I believe it was not until the administration of President Roosevelt that any effort was made to obtain for the public any compensation for the water power which was thus granted away. Mr. Roosevelt demanded in his veto of the James River bill, and in several other messages, that no permits for dams in navigable rivers should be granted without a reservation of proper compensation to the public for the grant thus made. His action was courageous and right. But there were not as yet in the hands of the public sufficient carefully ascertained facts upon which the constitutional power of the Federal Government to take such action could be confidently based. And there was therefore great ground for misapprehension in the public mind of any action attempting to take such a position.
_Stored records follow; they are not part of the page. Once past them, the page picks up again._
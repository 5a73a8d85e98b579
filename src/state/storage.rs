/// Durable key/value storage backends
///
/// The store only needs to load and save opaque byte blobs per key, an
/// atomic multi-key save for `reset_all`, and a read-modify-write that no
/// other writer can interleave with. Anything that can do that (an SQLite
/// file, an in-memory map, a platform preference store) can back it.
use rusqlite::{params, Connection, OptionalExtension, TransactionBehavior};
use std::collections::HashMap;
use std::path::{Path, PathBuf};
use std::sync::{Arc, Mutex};
use std::time::Duration;

use crate::error::StorageError;

/// How long a connection waits for another one holding the write lock
const BUSY_TIMEOUT: Duration = Duration::from_secs(5);

/// Key/value persistence used by the store
pub trait Storage: Send {
    /// Read the blob stored under `key`, if any
    fn load(&self, key: &str) -> Result<Option<Vec<u8>>, StorageError>;

    /// Write every entry or none of them
    fn save_all(&mut self, entries: &[(&str, &[u8])]) -> Result<(), StorageError>;

    /// Write a single entry
    fn save(&mut self, key: &str, value: &[u8]) -> Result<(), StorageError> {
        self.save_all(&[(key, value)])
    }

    /// Read `key`, hand the current blob to `f` and write what it returns,
    /// holding every other writer of this storage off until done.
    ///
    /// `f` returning `None` leaves the entry untouched. An error from `f`
    /// aborts the update without writing anything.
    fn update<F, E>(&mut self, key: &str, f: F) -> Result<(), E>
    where
        F: FnOnce(Option<Vec<u8>>) -> Result<Option<Vec<u8>>, E>,
        E: From<StorageError>;
}

/// SQLite-backed storage, one row per key
pub struct SqliteStorage {
    conn: Connection,
    db_path: Option<PathBuf>,
}

impl SqliteStorage {
    /// Open (or create) the database file at `path`.
    /// The parent directory is created if needed.
    pub fn open(path: &Path) -> Result<Self, StorageError> {
        if let Some(parent) = path.parent() {
            if !parent.as_os_str().is_empty() {
                std::fs::create_dir_all(parent)?;
            }
        }

        let conn = Connection::open(path)?;
        conn.busy_timeout(BUSY_TIMEOUT)?;
        log::info!("📁 Database opened at: {}", path.display());

        let mut storage = SqliteStorage {
            conn,
            db_path: Some(path.to_path_buf()),
        };
        storage.init_schema()?;

        Ok(storage)
    }

    /// Private database that disappears with the connection
    pub fn open_in_memory() -> Result<Self, StorageError> {
        let mut storage = SqliteStorage {
            conn: Connection::open_in_memory()?,
            db_path: None,
        };
        storage.init_schema()?;

        Ok(storage)
    }

    /// Create the records table if it doesn't exist
    fn init_schema(&mut self) -> Result<(), StorageError> {
        self.conn.execute(
            "CREATE TABLE IF NOT EXISTS records (
                key             TEXT PRIMARY KEY,
                value           BLOB NOT NULL,
                updated_at      INTEGER NOT NULL
            )",
            [],
        )?;

        log::debug!("Database schema initialized");

        Ok(())
    }

    /// Path to the database file (`None` for in-memory databases)
    pub fn path(&self) -> Option<&Path> {
        self.db_path.as_deref()
    }
}

impl Storage for SqliteStorage {
    fn load(&self, key: &str) -> Result<Option<Vec<u8>>, StorageError> {
        let value = self
            .conn
            .query_row(
                "SELECT value FROM records WHERE key = ?1",
                params![key],
                |row| row.get::<_, Vec<u8>>(0),
            )
            .optional()?;

        Ok(value)
    }

    fn save_all(&mut self, entries: &[(&str, &[u8])]) -> Result<(), StorageError> {
        let now = chrono::Utc::now().timestamp_millis();
        let tx = self.conn.transaction()?;

        for (key, value) in entries {
            tx.execute(
                "INSERT INTO records (key, value, updated_at) VALUES (?1, ?2, ?3)
                 ON CONFLICT(key) DO UPDATE SET value = excluded.value, updated_at = excluded.updated_at",
                params![key, value, now],
            )?;
        }

        tx.commit()?;
        Ok(())
    }

    // BEGIN IMMEDIATE takes the write lock before the read, so two
    // connections on the same file cannot both read the old value.
    fn update<F, E>(&mut self, key: &str, f: F) -> Result<(), E>
    where
        F: FnOnce(Option<Vec<u8>>) -> Result<Option<Vec<u8>>, E>,
        E: From<StorageError>,
    {
        let tx = self
            .conn
            .transaction_with_behavior(TransactionBehavior::Immediate)
            .map_err(StorageError::from)?;

        let current = tx
            .query_row(
                "SELECT value FROM records WHERE key = ?1",
                params![key],
                |row| row.get::<_, Vec<u8>>(0),
            )
            .optional()
            .map_err(StorageError::from)?;

        if let Some(value) = f(current)? {
            tx.execute(
                "INSERT INTO records (key, value, updated_at) VALUES (?1, ?2, ?3)
                 ON CONFLICT(key) DO UPDATE SET value = excluded.value, updated_at = excluded.updated_at",
                params![key, value, chrono::Utc::now().timestamp_millis()],
            )
            .map_err(StorageError::from)?;
        }

        tx.commit().map_err(StorageError::from)?;
        Ok(())
    }
}

// Implement Debug for better error messages
impl std::fmt::Debug for SqliteStorage {
    fn fmt(&self, f: &mut std::fmt::Formatter<'_>) -> std::fmt::Result {
        f.debug_struct("SqliteStorage")
            .field("db_path", &self.db_path)
            .finish()
    }
}

/// In-memory storage
///
/// Clones share the same entries, so a second store built from a clone
/// sees what the first one saved (handy for simulating a restart).
#[derive(Debug, Clone, Default)]
pub struct MemoryStorage {
    entries: Arc<Mutex<HashMap<String, Vec<u8>>>>,
}

impl MemoryStorage {
    pub fn new() -> Self {
        Self::default()
    }

    /// Put raw bytes under a key, bypassing the store
    pub fn insert_raw(&self, key: &str, value: &[u8]) -> Result<(), StorageError> {
        self.lock()?.insert(key.to_string(), value.to_vec());
        Ok(())
    }

    fn lock(&self) -> Result<std::sync::MutexGuard<'_, HashMap<String, Vec<u8>>>, StorageError> {
        self.entries
            .lock()
            .map_err(|_| StorageError::Unavailable("memory storage lock poisoned".to_string()))
    }
}

impl Storage for MemoryStorage {
    fn load(&self, key: &str) -> Result<Option<Vec<u8>>, StorageError> {
        Ok(self.lock()?.get(key).cloned())
    }

    fn save_all(&mut self, entries: &[(&str, &[u8])]) -> Result<(), StorageError> {
        let mut map = self.lock()?;
        for (key, value) in entries {
            map.insert((*key).to_string(), value.to_vec());
        }
        Ok(())
    }

    fn update<F, E>(&mut self, key: &str, f: F) -> Result<(), E>
    where
        F: FnOnce(Option<Vec<u8>>) -> Result<Option<Vec<u8>>, E>,
        E: From<StorageError>,
    {
        let mut map = self.lock()?;
        if let Some(value) = f(map.get(key).cloned())? {
            map.insert(key.to_string(), value);
        }
        Ok(())
    }
}

#[cfg(test)]
mod tests {
    use super::*;

    #[test]
    fn test_sqlite_missing_key() {
        let storage = SqliteStorage::open_in_memory().unwrap();
        assert_eq!(storage.load("nothing").unwrap(), None);
        assert_eq!(storage.path(), None);
    }

    #[test]
    fn test_sqlite_overwrite() {
        let mut storage = SqliteStorage::open_in_memory().unwrap();
        storage.save("k", b"one").unwrap();
        storage.save("k", b"two").unwrap();
        assert_eq!(storage.load("k").unwrap().as_deref(), Some(&b"two"[..]));
    }

    #[test]
    fn test_sqlite_batch_and_reopen() {
        let dir = tempfile::tempdir().unwrap();
        let path = dir.path().join("nested").join("eidos.db");

        {
            let mut storage = SqliteStorage::open(&path).unwrap();
            storage.save_all(&[("a", b"1"), ("b", b"2")]).unwrap();
        }

        let storage = SqliteStorage::open(&path).unwrap();
        assert_eq!(storage.path(), Some(path.as_path()));
        assert_eq!(storage.load("a").unwrap().as_deref(), Some(&b"1"[..]));
        assert_eq!(storage.load("b").unwrap().as_deref(), Some(&b"2"[..]));
    }

    fn append(current: Option<Vec<u8>>, byte: u8) -> Result<Option<Vec<u8>>, StorageError> {
        let mut value = current.unwrap_or_default();
        value.push(byte);
        Ok(Some(value))
    }

    #[test]
    fn test_sqlite_update_sees_other_connections() {
        let dir = tempfile::tempdir().unwrap();
        let path = dir.path().join("eidos.db");
        let mut first = SqliteStorage::open(&path).unwrap();
        let mut second = SqliteStorage::open(&path).unwrap();

        first.update("k", |current| append(current, b'a')).unwrap();
        second.update("k", |current| append(current, b'b')).unwrap();
        first.update("k", |current| append(current, b'c')).unwrap();

        assert_eq!(second.load("k").unwrap().as_deref(), Some(&b"abc"[..]));
    }

    #[test]
    fn test_sqlite_concurrent_updates_are_serialized() {
        let dir = tempfile::tempdir().unwrap();
        let path = dir.path().join("eidos.db");
        SqliteStorage::open(&path).unwrap();

        let handles: Vec<_> = (0..4)
            .map(|_| {
                let path = path.clone();
                std::thread::spawn(move || {
                    let mut storage = SqliteStorage::open(&path).unwrap();
                    for _ in 0..25 {
                        storage.update("k", |current| append(current, b'x')).unwrap();
                    }
                })
            })
            .collect();
        for handle in handles {
            handle.join().unwrap();
        }

        let storage = SqliteStorage::open(&path).unwrap();
        assert_eq!(storage.load("k").unwrap().map(|value| value.len()), Some(100));
    }

    #[test]
    fn test_failed_update_writes_nothing() {
        let mut storage = SqliteStorage::open_in_memory().unwrap();
        storage.save("k", b"old").unwrap();

        let result: Result<(), StorageError> = storage.update("k", |_| {
            Err(StorageError::Unavailable("rejected".to_string()))
        });
        assert!(result.is_err());
        assert_eq!(storage.load("k").unwrap().as_deref(), Some(&b"old"[..]));

        storage.update("k", |_| Ok::<_, StorageError>(None)).unwrap();
        assert_eq!(storage.load("k").unwrap().as_deref(), Some(&b"old"[..]));
    }

    #[test]
    fn test_memory_clones_share_entries() {
        let mut first = MemoryStorage::new();
        let second = first.clone();

        first.save("k", b"v").unwrap();
        assert_eq!(second.load("k").unwrap().as_deref(), Some(&b"v"[..]));
    }
}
A bitter controversy at once arose with those advocates of States’ rights, who contended that the Federal Government had no rights whatever in connection with water power, that under the Constitution its powers were limited solely to navigation, and that water power was an entirely separate and distinct sphere, falling wholly within the jurisdiction of the several States. Such advocates contended that for the Federal Government to exact compensation for a water power right, simply because it was in a position to withhold the permit altogether if it wanted to, was little better than legalized blackmail; and the progress of the reform was stubbornly and for a long time successfully contested.
Even as late as 1906, the General Dam Act, passed by Congress and approved by the President, conveys to the Executive no clear right to exact compensation for these grants. It has remained for Mr. Taft’s administration, following the method of patient investigation and research which I have above mentioned, to collect the facts necessary to solve the problem, and to show from these facts that the jurisdiction of the Federal Government over navigation must necessarily include jurisdiction over water power as an incident of the navigation.
Most of the rivers of this country are long and comparatively shallow. In order to make them commercially navigable, there has become prevalent among engineers a method of improvement known as the “slack water” method or the method of “canalization.” The method consists in building throughout the length of these rivers, a series of dams and locks, by which the river is converted into a succession of deep pools, adequate for commerce of a far more important character than could use the river in its unimproved condition. In fact, many rivers which are not capable in their natural state of being used at all commercially, can by this method be made useful and available for important commerce.
Now, most of the dams thus constructed in a “slack water” improvement, particularly in the rapid portions of the streams, will create water power of commercial value. It is also manifest that if the commercial value of the water power thus created can be realized by the Government and turned into further river improvement, the improvement of navigation on our rivers can be greatly expedited, and the expense to the general taxpayer very much lessened. And, on the contrary, unless this is done, the complete improvement of the river will be just so much delayed and postponed. The water power developed is thus shown to be intimately connected with navigation. It is a by-product of the improvement which can be turned into further improvement. And from the standpoint of constitutional law, it makes no difference whether the dam in question is to be erected by the Federal Government or by a private corporation. If it is a dam which is to assist the navigation of the river as well as to create water power, the power of the Government will be complete. What the Federal Government can constitutionally do itself it can do through an agent.
The corps of army engineers to whom are referred all proposed bills in Congress granting permits for dams for water power have been accordingly, under Mr. Taft’s administration, directed to investigate and answer specifically four questions in every report. They are directed to ascertain in regard to every such bill:
First, is the river on which the dam is to be created a navigable stream subject to being improved, either now or in the future of the country, at the expense of the general taxpayer?
In the second place, they are asked whether the dam which is sought to be constructed will form an essential part of any such improvement.